Christopher Hicks wrote:

> [ I sent out a similar message before Christmas, but I'm hoping that
> sending this out again now that everybody's recovered might have a better
> chance of evoking a response.  For those seeing this twice, sorry. ]
>
> I'm trying to get ttf fonts to work with gimp, but it seems like most of
> the fonts that my users want to use are causing the "This is a 2-byte font
> and may not display correctly." message to appear.  The "may not display"
> in the message seems to consistantly translate into "renders in image as a
> tiny ugly font like the Windows System font".  Is there any workaround for
> this?  We're using gimp 1.2.3 on RedHat 8.0.
>
> I've searched the web for hours and submitted a bug to Red Hat (
> https://bugzilla.redhat.com/bugzilla/show_bug.cgi?id=80024 which includes
> a detailed way to reproduce the problem) all without coming up with
> anything.  I'm not afraid of cvs, compiling, patching, converting the
> fonts somehow, or whatever, but I have no idea why it's happening or where
> to begin.  Any guidance would be greatly appreciated.

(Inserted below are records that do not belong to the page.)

use crate::error::Result;

/// A strategy for obtaining this process's worker id.
///
/// Providers report the raw id they derive. Range checks belong to
/// [`SnowflakeGenerator`](crate::SnowflakeGenerator) construction, so a
/// provider may legitimately hand back an id the generator then rejects.
pub trait WorkerIdProvider {
    /// Resolves the worker id.
    ///
    /// # Errors
    /// Implementation specific; see each provider.
    fn worker_id(&self) -> Result<u16>;
}

impl<P: WorkerIdProvider + ?Sized> WorkerIdProvider for &P {
    fn worker_id(&self) -> Result<u16> {
        (**self).worker_id()
    }
}

impl<P: WorkerIdProvider + ?Sized> WorkerIdProvider for Box<P> {
    fn worker_id(&self) -> Result<u16> {
        (**self).worker_id()
    }
}

/// A worker id supplied by configuration.
///
/// # Example
/// ```
/// use snowgen::{StaticWorkerId, WorkerIdProvider};
///
/// assert_eq!(StaticWorkerId(17).worker_id().unwrap(), 17);
/// ```
#[derive(Debug, Clone, Copy, PartialEq, Eq)]
pub struct StaticWorkerId(pub u16);

impl WorkerIdProvider for StaticWorkerId {
    fn worker_id(&self) -> Result<u16> {
        Ok(self.0)
    }
}
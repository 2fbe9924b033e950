//! The HTTP collaborator around the `snowgen` core.
//!
//! ## Structure
//!
//! - [`config`] - CLI/env configuration (`CliArgs` -> `ServerConfig`).
//! - [`error`] - HTTP error mapping.
//! - [`routes`] - axum router and handlers.
//! - [`telemetry`] - `tracing` subscriber setup.

pub mod config;
pub mod error;
pub mod routes;
pub mod telemetry;

use anyhow::Context;
use config::ServerConfig;
use snowgen::{PrivateIpv4Provider, SnowflakeGenerator, StaticWorkerId, WorkerIdProvider};

/// Picks the configured worker id if present, otherwise derives one from the
/// host's private address.
pub fn worker_id_provider(config: &ServerConfig) -> Box<dyn WorkerIdProvider> {
    match config.worker_id {
        Some(id) => Box::new(StaticWorkerId(id)),
        None => Box::new(PrivateIpv4Provider::<snowgen::SystemAddresses>::default()),
    }
}

/// Resolves the worker id and builds the process-wide generator.
///
/// Every failure here is fatal for startup.
pub fn build_generator(
    config: &ServerConfig,
    provider: &dyn WorkerIdProvider,
) -> anyhow::Result<SnowflakeGenerator> {
    let worker_id = provider
        .worker_id()
        .context("failed to resolve a worker id; set WORKER_ID to override")?;

    let generator = SnowflakeGenerator::new(worker_id)
        .with_context(|| format!("worker id {worker_id} rejected"))?;

    Ok(match config.max_spin {
        Some(max_spin) => generator.with_max_spin(max_spin),
        None => generator,
    })
}
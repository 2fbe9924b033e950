use core::{fmt, num::ParseIntError, str::FromStr};

/// Width of the timestamp field in bits.
pub const TIMESTAMP_BITS: u32 = 41;

/// Width of the worker id field in bits.
pub const WORKER_ID_BITS: u32 = 10;

/// Width of the sequence field in bits.
pub const SEQUENCE_BITS: u32 = 12;

/// Bitmask for the 41-bit timestamp field once shifted down.
pub const TIMESTAMP_MASK: u64 = (1 << TIMESTAMP_BITS) - 1;

/// Bitmask for the 10-bit worker id field once shifted down.
pub const WORKER_ID_MASK: u64 = (1 << WORKER_ID_BITS) - 1;

/// Bitmask for the 12-bit sequence field.
pub const SEQUENCE_MASK: u64 = (1 << SEQUENCE_BITS) - 1;

/// Number of bits to shift the timestamp to its position (bit 22).
pub const TIMESTAMP_SHIFT: u32 = WORKER_ID_BITS + SEQUENCE_BITS;

/// Number of bits to shift the worker id to its position (bit 12).
pub const WORKER_ID_SHIFT: u32 = SEQUENCE_BITS;

/// Largest worker id accepted by the generator. Zero is reserved.
pub const MAX_WORKER_ID: u64 = WORKER_ID_MASK;

/// Number of distinct sequence values used per millisecond.
///
/// The sequence counter wraps modulo the mask rather than `1 << 12`, so only
/// `0..=4094` is ever emitted and 4095 never appears in a generated ID.
pub const SEQUENCE_SPACE: u64 = SEQUENCE_MASK;

/// Packs the three fields into a raw 64-bit ID.
///
/// No range checks are performed. A field wider than its slot bleeds into its
/// neighbour; callers validate before encoding.
///
/// ```
/// assert_eq!(snowgen::encode(1, 1, 1), 0x401001);
/// ```
#[inline]
pub const fn encode(timestamp: u64, worker_id: u64, sequence: u64) -> u64 {
    (timestamp << TIMESTAMP_SHIFT) | (worker_id << WORKER_ID_SHIFT) | sequence
}

/// Splits a raw ID into its fields. Every bit pattern decodes to something.
///
/// ```
/// use snowgen::{DecodedId, decode};
///
/// assert_eq!(
///     decode(0x1001),
///     DecodedId { id: 0x1001, timestamp: 0, worker_id: 1, sequence: 1 }
/// );
/// ```
#[inline]
pub const fn decode(id: u64) -> DecodedId {
    DecodedId {
        id,
        timestamp: id >> TIMESTAMP_SHIFT,
        worker_id: ((id >> WORKER_ID_SHIFT) & WORKER_ID_MASK) as u16,
        sequence: (id & SEQUENCE_MASK) as u16,
    }
}

/// The logical fields of an ID, reconstructed for inspection and logging.
///
/// With the `serde` feature this serializes as
/// `{"id": .., "ts": .., "worker": .., "seq": ..}`.
#[cfg_attr(feature = "serde", derive(serde::Serialize, serde::Deserialize))]
#[derive(Debug, Copy, Clone, PartialEq, Eq, Hash)]
pub struct DecodedId {
    /// The raw packed value.
    pub id: u64,
    /// Milliseconds since [`EPOCH`](crate::EPOCH).
    #[cfg_attr(feature = "serde", serde(rename = "ts"))]
    pub timestamp: u64,
    #[cfg_attr(feature = "serde", serde(rename = "worker"))]
    pub worker_id: u16,
    #[cfg_attr(feature = "serde", serde(rename = "seq"))]
    pub sequence: u16,
}

/// A 64-bit Snowflake ID.
///
/// ```text
///  Bit Index:  63           63 62            22 21             12 11             0
///              +--------------+----------------+-----------------+---------------+
///  Field:      | reserved (1) | timestamp (41) |  worker ID (10) | sequence (12) |
///              +--------------+----------------+-----------------+---------------+
///              |<----------- MSB ---------- 64 bits ----------- LSB ------------>|
/// ```
///
/// Ordering follows the raw value, so IDs sort by timestamp first, then worker
/// id, then sequence.
#[cfg_attr(feature = "serde", derive(serde::Serialize, serde::Deserialize))]
#[cfg_attr(feature = "serde", serde(transparent))]
#[derive(Copy, Clone, PartialEq, Eq, PartialOrd, Ord, Hash)]
pub struct SnowflakeId {
    id: u64,
}

impl SnowflakeId {
    /// Builds an ID from its fields. See [`encode`] for the overflow caveat.
    pub const fn from_components(timestamp: u64, worker_id: u64, sequence: u64) -> Self {
        debug_assert!(timestamp <= TIMESTAMP_MASK, "timestamp overflow");
        debug_assert!(worker_id <= WORKER_ID_MASK, "worker_id overflow");
        debug_assert!(sequence <= SEQUENCE_MASK, "sequence overflow");
        Self {
            id: encode(timestamp, worker_id, sequence),
        }
    }

    pub const fn from_raw(raw: u64) -> Self {
        Self { id: raw }
    }

    pub const fn to_raw(&self) -> u64 {
        self.id
    }

    /// Milliseconds since [`EPOCH`](crate::EPOCH).
    pub const fn timestamp(&self) -> u64 {
        self.id >> TIMESTAMP_SHIFT
    }

    pub const fn worker_id(&self) -> u64 {
        (self.id >> WORKER_ID_SHIFT) & WORKER_ID_MASK
    }

    pub const fn sequence(&self) -> u64 {
        self.id & SEQUENCE_MASK
    }

    pub const fn decode(&self) -> DecodedId {
        decode(self.id)
    }

    /// Returns the ID as a zero-padded 20-digit string, which sorts the same
    /// lexicographically as numerically.
    pub fn to_padded_string(&self) -> String {
        format!("{:020}", self.id)
    }
}

impl From<u64> for SnowflakeId {
    fn from(raw: u64) -> Self {
        Self::from_raw(raw)
    }
}

impl From<SnowflakeId> for u64 {
    fn from(id: SnowflakeId) -> Self {
        id.to_raw()
    }
}

impl From<SnowflakeId> for DecodedId {
    fn from(id: SnowflakeId) -> Self {
        id.decode()
    }
}

impl FromStr for SnowflakeId {
    type Err = ParseIntError;

    fn from_str(s: &str) -> Result<Self, Self::Err> {
        s.parse::<u64>().map(Self::from_raw)
    }
}

impl fmt::Display for SnowflakeId {
    fn fmt(&self, f: &mut fmt::Formatter<'_>) -> fmt::Result {
        write!(f, "{}", self.id)
    }
}

impl fmt::Debug for SnowflakeId {
    fn fmt(&self, f: &mut fmt::Formatter<'_>) -> fmt::Result {
        f.debug_struct("SnowflakeId")
            .field("id", &self.id)
            .field("timestamp", &self.timestamp())
            .field("worker_id", &self.worker_id())
            .field("sequence", &self.sequence())
            .finish()
    }
}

I have NOT found a workaround for this particular problem, but I have found
another way around it:  don't use 2-byte TTFs!  :)  I know that is obvious
and what I did was start installing various Windows TTFs so my font selection
is now MUCH RICHER and I have no _need_ for the 2-byte TTFs that I wanted to
use before because I had only a handful of TTFs to choose from.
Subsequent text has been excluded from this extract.